(Dataset entries)
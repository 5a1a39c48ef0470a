use crate::flow::dispatch;
use crate::flow::state::FlowState;
use crate::flow::{FlowError, NodeConfig, PostAction};
use crate::message::{ConversationMessage, ToolCall};
use crate::pipeline::context::ConversationContext;
use crate::pipeline::PipelineControl;
use std::sync::Arc;
use tracing::{debug, info, warn};

#[derive(Debug)]
enum Phase {
    Uninitialized,
    Active(NodeConfig),
    Terminated,
}

/// Per-session orchestrator: owns the current node, applies transitions
/// returned by handlers, and couples conversation state to the pipeline
/// lifecycle.
///
/// A `FlowManager` is owned by its session's event loop, so at most one
/// transition is ever being applied at a time.
#[derive(Debug)]
pub struct FlowManager {
    session_id: String,
    state: FlowState,
    context: Arc<dyn ConversationContext>,
    pipeline: Arc<dyn PipelineControl>,
    phase: Phase,
    activation: u64,
    role_installed: bool,
    end_pending: bool,
}

impl FlowManager {
    pub fn new(
        session_id: &str,
        state: FlowState,
        context: Arc<dyn ConversationContext>,
        pipeline: Arc<dyn PipelineControl>,
    ) -> Self {
        Self {
            session_id: session_id.to_string(),
            state,
            context,
            pipeline,
            phase: Phase::Uninitialized,
            activation: 0,
            role_installed: false,
            end_pending: false,
        }
    }

    /// Activates the start node. Role messages are installed here, exactly
    /// once for the whole session.
    pub fn initialize(&mut self, node: NodeConfig) -> Result<(), FlowError> {
        match self.phase {
            Phase::Uninitialized => {}
            Phase::Active(_) => return Err(FlowError::AlreadyInitialized),
            Phase::Terminated => return Err(FlowError::SessionTerminated),
        }
        info!(
            "session {}: starting conversation at node `{}`",
            self.session_id,
            node.name()
        );
        self.activate(node);
        Ok(())
    }

    /// Dispatches a completed function call from the language model.
    ///
    /// `activation` identifies the node installation the call was issued
    /// against; a call from a superseded activation is rejected before it can
    /// touch any state.
    pub async fn handle_function_call(
        &mut self,
        activation: u64,
        call: &ToolCall,
    ) -> Result<(), FlowError> {
        let node = match &self.phase {
            Phase::Active(node) => node.clone(),
            Phase::Terminated => return Err(FlowError::SessionTerminated),
            Phase::Uninitialized => return Err(FlowError::NotInitialized),
        };
        if activation != self.activation {
            return Err(FlowError::StaleTransition {
                got: activation,
                current: self.activation,
            });
        }

        let outcome = dispatch::dispatch(&node, call, &self.state).await?;

        self.context.push_history(ConversationMessage::tool_response(
            call.id(),
            call.name(),
            outcome.result.clone(),
        ));

        match outcome.next {
            Some(next) => {
                info!(
                    "session {}: `{}` selected node `{}`",
                    self.session_id,
                    call.name(),
                    next.name()
                );
                self.activate(next);
            }
            None => debug!(
                "session {}: `{}` completed with no transition",
                self.session_id,
                call.name()
            ),
        }
        Ok(())
    }

    /// Terminal. Idempotent; the pipeline is cancelled at most once even if
    /// a disconnect and an end-conversation post-action overlap.
    pub fn terminate(&mut self, reason: &str) {
        if matches!(self.phase, Phase::Terminated) {
            debug!("session {}: already terminated", self.session_id);
            return;
        }
        info!("session {}: terminating ({reason})", self.session_id);
        self.phase = Phase::Terminated;
        self.end_pending = false;
        self.pipeline.cancel();
    }

    fn activate(&mut self, node: NodeConfig) {
        self.activation += 1;

        if !node.role_messages().is_empty() {
            if self.role_installed {
                warn!(
                    "session {}: node `{}` carries role messages but they are installed once per session; ignoring",
                    self.session_id,
                    node.name()
                );
            } else {
                self.context.install_role_messages(node.role_messages().to_vec());
                self.role_installed = true;
            }
        }

        self.context.replace_task_messages(node.task_messages().to_vec());
        self.context.set_available_functions(node.function_decls());

        info!(
            "session {}: node `{}` active (activation {})",
            self.session_id,
            node.name(),
            self.activation
        );

        let respond = node.responds_immediately();
        let post_actions = node.post_actions().to_vec();
        self.phase = Phase::Active(node);

        if respond {
            self.context.request_immediate_turn();
        }

        // Post-actions run after the node's messages are in the context and
        // its turn has been requested.
        for action in post_actions {
            match action {
                PostAction::EndConversation => {
                    info!(
                        "session {}: end of conversation requested by node post-action",
                        self.session_id
                    );
                    self.end_pending = true;
                }
            }
        }
    }

    pub fn activation(&self) -> u64 {
        self.activation
    }

    pub fn is_terminated(&self) -> bool {
        matches!(self.phase, Phase::Terminated)
    }

    pub fn is_active(&self) -> bool {
        matches!(self.phase, Phase::Active(_))
    }

    /// True once an end-conversation post-action has fired; the session loop
    /// terminates as soon as no assistant turn is in flight.
    pub fn end_pending(&self) -> bool {
        self.end_pending
    }

    pub fn current_node_name(&self) -> Option<&str> {
        match &self.phase {
            Phase::Active(node) => Some(node.name()),
            _ => None,
        }
    }

    pub fn state(&self) -> &FlowState {
        &self.state
    }

    pub fn session_id(&self) -> &str {
        &self.session_id
    }
}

Problem description: What lines of the preceding data include the string "outcome"? Pull them out.

Solution to this exercise:
        let outcome = dispatch::dispatch(&node, call, &self.state).await?;
            outcome.result.clone(),
        match outcome.next {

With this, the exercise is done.